Problem details: Reproduce, exactly, the lines of the material below from the line containing "let tangents = tangents(&points, &chords, closed);" through the line containing "on both sides.", with both end lines included and nothing else.

Data for this task:

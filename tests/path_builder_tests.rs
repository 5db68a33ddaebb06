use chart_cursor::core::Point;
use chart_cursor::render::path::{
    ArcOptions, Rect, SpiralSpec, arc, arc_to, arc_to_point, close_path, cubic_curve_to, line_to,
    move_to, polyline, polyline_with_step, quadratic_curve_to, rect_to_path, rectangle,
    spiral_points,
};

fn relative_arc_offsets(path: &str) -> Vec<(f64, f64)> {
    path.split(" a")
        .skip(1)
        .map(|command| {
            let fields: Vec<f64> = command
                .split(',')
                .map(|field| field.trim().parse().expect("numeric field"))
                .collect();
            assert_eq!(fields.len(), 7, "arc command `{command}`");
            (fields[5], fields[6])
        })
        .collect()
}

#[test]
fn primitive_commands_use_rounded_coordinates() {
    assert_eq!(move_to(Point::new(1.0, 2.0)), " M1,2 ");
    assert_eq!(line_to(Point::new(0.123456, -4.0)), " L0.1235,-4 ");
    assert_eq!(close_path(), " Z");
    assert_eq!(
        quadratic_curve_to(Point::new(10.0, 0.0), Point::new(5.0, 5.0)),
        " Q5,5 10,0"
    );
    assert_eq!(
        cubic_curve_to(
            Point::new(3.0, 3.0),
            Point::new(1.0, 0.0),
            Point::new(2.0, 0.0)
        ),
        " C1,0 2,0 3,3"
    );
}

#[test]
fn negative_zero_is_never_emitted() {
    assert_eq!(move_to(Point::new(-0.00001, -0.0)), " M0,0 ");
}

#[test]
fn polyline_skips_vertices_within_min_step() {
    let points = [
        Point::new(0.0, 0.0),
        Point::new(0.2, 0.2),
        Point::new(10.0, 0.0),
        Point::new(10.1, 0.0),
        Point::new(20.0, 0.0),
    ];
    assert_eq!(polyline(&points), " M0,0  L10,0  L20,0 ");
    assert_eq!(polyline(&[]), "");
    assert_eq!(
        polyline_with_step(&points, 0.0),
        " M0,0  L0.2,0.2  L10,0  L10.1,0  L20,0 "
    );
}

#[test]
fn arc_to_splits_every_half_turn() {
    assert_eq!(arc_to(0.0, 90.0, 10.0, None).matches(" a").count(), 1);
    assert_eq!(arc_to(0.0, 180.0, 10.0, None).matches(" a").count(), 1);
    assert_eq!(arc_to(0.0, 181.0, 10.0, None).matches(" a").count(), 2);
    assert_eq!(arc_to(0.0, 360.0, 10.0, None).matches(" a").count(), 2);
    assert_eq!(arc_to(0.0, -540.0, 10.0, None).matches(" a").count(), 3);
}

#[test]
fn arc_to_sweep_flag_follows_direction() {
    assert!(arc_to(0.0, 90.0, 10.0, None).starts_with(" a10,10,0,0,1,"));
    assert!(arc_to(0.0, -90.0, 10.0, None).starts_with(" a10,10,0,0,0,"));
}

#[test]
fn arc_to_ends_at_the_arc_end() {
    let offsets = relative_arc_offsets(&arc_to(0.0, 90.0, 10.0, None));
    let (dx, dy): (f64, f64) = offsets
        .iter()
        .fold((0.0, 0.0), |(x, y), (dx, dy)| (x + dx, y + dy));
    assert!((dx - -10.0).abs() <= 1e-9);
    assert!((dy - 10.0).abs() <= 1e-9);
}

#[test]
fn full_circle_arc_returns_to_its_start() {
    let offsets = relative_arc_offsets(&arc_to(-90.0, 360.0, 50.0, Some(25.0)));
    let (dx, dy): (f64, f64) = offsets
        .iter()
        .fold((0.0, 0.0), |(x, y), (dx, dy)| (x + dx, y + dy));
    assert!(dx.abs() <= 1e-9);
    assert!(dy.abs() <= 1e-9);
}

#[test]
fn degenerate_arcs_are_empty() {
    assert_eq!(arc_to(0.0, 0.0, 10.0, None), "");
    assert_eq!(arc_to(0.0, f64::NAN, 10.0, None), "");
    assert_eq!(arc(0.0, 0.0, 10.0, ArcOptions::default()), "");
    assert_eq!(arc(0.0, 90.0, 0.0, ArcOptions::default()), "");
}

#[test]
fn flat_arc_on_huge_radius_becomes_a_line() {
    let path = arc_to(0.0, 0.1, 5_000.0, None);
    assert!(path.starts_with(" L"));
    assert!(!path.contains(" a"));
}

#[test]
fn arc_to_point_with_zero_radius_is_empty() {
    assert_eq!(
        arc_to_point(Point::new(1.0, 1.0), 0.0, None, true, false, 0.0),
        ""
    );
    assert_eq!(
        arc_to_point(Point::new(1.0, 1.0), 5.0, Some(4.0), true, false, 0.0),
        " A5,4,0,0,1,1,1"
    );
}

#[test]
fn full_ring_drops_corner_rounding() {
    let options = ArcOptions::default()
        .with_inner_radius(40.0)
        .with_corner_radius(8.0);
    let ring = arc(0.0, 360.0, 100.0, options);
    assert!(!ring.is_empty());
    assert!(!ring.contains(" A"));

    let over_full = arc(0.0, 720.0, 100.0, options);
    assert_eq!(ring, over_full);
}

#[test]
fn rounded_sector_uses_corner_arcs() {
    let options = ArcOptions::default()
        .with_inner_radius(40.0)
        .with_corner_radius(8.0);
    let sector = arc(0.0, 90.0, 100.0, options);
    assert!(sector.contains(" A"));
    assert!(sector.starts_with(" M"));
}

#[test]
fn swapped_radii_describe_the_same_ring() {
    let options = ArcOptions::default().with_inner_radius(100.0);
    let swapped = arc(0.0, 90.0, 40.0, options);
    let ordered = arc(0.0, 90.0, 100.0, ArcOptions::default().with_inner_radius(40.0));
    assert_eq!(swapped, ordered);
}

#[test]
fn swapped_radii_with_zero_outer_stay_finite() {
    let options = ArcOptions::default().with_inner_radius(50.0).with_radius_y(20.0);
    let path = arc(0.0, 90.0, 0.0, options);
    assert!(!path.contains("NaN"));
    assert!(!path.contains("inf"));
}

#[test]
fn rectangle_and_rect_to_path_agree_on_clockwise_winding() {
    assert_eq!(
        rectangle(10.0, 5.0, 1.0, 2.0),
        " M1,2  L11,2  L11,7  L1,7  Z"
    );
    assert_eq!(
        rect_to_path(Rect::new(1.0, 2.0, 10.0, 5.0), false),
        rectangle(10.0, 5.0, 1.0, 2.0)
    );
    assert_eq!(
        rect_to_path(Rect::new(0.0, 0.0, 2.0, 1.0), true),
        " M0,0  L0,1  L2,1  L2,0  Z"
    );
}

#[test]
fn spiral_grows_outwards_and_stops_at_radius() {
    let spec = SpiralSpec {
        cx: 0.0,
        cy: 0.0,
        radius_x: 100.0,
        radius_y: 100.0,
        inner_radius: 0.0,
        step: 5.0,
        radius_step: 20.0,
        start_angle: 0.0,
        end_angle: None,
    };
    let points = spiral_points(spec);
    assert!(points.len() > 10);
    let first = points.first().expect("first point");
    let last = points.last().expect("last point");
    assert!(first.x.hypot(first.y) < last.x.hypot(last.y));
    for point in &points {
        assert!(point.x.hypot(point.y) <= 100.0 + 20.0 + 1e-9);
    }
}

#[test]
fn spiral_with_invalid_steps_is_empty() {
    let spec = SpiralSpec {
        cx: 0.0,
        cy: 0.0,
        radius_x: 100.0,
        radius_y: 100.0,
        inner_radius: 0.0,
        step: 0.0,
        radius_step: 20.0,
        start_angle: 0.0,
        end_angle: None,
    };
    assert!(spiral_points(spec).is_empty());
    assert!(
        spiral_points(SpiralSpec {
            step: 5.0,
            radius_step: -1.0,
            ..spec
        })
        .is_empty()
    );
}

* * *

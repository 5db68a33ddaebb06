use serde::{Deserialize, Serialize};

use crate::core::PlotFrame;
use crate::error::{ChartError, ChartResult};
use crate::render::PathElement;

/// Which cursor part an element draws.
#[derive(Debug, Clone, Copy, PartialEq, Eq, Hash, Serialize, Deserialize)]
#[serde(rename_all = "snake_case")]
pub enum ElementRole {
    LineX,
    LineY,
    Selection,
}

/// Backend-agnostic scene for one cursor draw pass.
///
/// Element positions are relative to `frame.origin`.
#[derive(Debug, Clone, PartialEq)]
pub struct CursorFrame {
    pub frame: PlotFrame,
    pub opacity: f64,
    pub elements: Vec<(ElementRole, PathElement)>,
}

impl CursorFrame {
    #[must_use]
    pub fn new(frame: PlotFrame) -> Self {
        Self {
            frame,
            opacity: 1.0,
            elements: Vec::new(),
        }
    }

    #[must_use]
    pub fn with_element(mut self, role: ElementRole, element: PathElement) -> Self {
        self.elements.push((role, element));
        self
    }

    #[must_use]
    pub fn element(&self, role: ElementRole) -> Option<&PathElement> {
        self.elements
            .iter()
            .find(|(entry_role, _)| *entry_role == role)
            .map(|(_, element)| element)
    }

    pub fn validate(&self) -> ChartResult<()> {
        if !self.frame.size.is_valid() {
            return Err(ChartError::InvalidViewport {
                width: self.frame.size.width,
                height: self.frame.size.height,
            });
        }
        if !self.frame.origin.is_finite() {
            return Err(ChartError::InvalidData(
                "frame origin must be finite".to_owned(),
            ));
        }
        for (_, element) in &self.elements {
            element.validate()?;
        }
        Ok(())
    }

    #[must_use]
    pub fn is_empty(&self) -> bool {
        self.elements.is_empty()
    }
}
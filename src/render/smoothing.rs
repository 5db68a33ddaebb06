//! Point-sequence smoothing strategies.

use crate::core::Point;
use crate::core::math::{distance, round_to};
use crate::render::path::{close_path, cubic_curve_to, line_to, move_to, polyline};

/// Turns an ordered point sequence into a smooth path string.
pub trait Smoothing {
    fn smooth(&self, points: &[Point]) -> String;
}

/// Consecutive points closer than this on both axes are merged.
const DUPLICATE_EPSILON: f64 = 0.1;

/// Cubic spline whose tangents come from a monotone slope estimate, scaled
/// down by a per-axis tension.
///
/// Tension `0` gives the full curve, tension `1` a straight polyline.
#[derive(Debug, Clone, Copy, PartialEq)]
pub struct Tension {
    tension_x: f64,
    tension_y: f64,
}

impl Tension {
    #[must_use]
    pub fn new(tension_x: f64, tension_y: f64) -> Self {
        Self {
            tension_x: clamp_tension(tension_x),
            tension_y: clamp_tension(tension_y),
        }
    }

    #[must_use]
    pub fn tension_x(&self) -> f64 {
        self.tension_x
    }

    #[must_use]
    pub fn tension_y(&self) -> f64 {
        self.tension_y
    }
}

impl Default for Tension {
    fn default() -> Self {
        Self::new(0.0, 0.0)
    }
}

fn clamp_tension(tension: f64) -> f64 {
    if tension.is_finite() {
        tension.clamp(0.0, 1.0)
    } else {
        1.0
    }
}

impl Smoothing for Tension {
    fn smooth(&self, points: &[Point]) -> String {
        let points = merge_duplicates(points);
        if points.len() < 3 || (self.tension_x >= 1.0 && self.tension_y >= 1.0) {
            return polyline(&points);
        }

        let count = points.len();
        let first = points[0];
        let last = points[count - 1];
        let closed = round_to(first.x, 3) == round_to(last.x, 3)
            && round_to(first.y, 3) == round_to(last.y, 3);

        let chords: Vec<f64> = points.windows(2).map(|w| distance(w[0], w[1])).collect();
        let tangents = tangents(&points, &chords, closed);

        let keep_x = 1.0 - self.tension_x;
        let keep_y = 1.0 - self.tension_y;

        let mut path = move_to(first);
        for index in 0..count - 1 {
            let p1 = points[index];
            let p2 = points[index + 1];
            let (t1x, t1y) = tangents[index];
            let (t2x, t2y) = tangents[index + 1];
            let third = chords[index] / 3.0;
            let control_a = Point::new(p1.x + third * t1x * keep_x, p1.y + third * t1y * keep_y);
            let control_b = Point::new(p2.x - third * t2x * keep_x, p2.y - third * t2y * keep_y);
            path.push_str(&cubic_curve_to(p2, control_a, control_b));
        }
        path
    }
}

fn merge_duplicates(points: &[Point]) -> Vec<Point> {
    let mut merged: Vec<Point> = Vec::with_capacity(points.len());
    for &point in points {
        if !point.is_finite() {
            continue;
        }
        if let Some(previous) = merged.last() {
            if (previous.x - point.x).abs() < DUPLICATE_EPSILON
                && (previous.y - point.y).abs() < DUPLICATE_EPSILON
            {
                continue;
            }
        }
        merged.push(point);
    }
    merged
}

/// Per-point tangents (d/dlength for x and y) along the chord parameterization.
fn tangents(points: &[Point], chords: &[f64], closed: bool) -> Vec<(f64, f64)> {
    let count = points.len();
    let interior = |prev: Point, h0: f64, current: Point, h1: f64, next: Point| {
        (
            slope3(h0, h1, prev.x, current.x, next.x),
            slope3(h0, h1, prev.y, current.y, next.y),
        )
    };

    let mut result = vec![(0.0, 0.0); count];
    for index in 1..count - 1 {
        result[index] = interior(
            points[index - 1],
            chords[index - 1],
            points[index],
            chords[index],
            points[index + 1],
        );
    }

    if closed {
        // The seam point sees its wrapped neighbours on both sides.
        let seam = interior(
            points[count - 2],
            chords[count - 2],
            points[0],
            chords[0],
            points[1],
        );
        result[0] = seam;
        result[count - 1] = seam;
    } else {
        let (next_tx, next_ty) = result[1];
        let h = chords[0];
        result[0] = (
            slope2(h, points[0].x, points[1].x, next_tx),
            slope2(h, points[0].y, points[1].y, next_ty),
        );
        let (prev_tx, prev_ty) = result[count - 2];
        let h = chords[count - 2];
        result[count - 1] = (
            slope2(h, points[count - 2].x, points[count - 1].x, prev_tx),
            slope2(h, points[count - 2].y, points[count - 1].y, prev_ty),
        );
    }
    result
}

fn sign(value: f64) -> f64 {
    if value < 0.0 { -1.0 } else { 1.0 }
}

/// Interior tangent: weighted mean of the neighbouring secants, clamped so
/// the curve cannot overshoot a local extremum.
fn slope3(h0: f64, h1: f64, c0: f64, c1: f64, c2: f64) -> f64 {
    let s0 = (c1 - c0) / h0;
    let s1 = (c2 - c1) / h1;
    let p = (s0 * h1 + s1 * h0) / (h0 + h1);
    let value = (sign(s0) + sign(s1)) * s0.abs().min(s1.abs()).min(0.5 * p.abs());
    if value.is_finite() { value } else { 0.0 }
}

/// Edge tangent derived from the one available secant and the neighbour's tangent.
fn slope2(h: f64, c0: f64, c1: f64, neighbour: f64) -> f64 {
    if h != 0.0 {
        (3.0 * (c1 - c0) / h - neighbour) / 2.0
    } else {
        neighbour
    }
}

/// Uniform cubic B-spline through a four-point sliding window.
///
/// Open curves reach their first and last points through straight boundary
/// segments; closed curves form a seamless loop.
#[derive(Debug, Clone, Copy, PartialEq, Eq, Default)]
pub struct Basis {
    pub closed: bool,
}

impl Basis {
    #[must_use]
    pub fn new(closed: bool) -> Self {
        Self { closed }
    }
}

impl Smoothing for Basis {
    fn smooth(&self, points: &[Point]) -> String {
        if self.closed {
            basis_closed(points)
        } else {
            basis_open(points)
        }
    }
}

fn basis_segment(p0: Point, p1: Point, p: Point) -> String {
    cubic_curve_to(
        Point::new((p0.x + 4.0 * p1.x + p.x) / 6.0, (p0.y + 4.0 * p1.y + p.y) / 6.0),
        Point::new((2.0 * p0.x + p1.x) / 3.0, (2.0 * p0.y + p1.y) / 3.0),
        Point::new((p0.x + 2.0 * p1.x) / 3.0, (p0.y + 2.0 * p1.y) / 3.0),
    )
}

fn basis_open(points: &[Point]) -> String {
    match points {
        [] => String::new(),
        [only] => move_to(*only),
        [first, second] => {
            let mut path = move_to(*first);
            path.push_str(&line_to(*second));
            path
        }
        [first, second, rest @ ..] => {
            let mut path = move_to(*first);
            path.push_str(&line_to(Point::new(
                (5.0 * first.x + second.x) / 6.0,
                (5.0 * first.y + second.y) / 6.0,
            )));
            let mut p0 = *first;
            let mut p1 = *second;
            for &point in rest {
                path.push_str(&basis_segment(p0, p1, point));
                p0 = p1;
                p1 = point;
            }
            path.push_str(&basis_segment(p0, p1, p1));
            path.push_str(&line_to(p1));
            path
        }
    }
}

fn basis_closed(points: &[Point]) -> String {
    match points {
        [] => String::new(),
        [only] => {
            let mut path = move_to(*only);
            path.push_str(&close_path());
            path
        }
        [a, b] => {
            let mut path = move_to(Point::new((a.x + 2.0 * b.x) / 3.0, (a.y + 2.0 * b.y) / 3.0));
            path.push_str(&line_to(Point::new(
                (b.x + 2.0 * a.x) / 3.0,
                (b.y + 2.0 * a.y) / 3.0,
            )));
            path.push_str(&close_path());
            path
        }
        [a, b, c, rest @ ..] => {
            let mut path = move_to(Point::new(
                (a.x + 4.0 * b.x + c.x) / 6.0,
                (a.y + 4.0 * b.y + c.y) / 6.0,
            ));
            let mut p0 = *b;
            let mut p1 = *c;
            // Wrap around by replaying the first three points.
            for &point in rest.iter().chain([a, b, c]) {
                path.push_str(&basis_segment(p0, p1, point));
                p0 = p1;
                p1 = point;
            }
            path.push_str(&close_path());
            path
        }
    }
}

Answer section:
        let tangents = tangents(&points, &chords, closed);

        let keep_x = 1.0 - self.tension_x;
        let keep_y = 1.0 - self.tension_y;

        let mut path = move_to(first);
        for index in 0..count - 1 {
            let p1 = points[index];
            let p2 = points[index + 1];
            let (t1x, t1y) = tangents[index];
            let (t2x, t2y) = tangents[index + 1];
            let third = chords[index] / 3.0;
            let control_a = Point::new(p1.x + third * t1x * keep_x, p1.y + third * t1y * keep_y);
            let control_b = Point::new(p2.x - third * t2x * keep_x, p2.y - third * t2y * keep_y);
            path.push_str(&cubic_curve_to(p2, control_a, control_b));
        }
        path
    }
}

fn merge_duplicates(points: &[Point]) -> Vec<Point> {
    let mut merged: Vec<Point> = Vec::with_capacity(points.len());
    for &point in points {
        if !point.is_finite() {
            continue;
        }
        if let Some(previous) = merged.last() {
            if (previous.x - point.x).abs() < DUPLICATE_EPSILON
                && (previous.y - point.y).abs() < DUPLICATE_EPSILON
            {
                continue;
            }
        }
        merged.push(point);
    }
    merged
}

/// Per-point tangents (d/dlength for x and y) along the chord parameterization.
fn tangents(points: &[Point], chords: &[f64], closed: bool) -> Vec<(f64, f64)> {
    let count = points.len();
    let interior = |prev: Point, h0: f64, current: Point, h1: f64, next: Point| {
        (
            slope3(h0, h1, prev.x, current.x, next.x),
            slope3(h0, h1, prev.y, current.y, next.y),
        )
    };

    let mut result = vec![(0.0, 0.0); count];
    for index in 1..count - 1 {
        result[index] = interior(
            points[index - 1],
            chords[index - 1],
            points[index],
            chords[index],
            points[index + 1],
        );
    }

    if closed {
        // The seam point sees its wrapped neighbours on both sides.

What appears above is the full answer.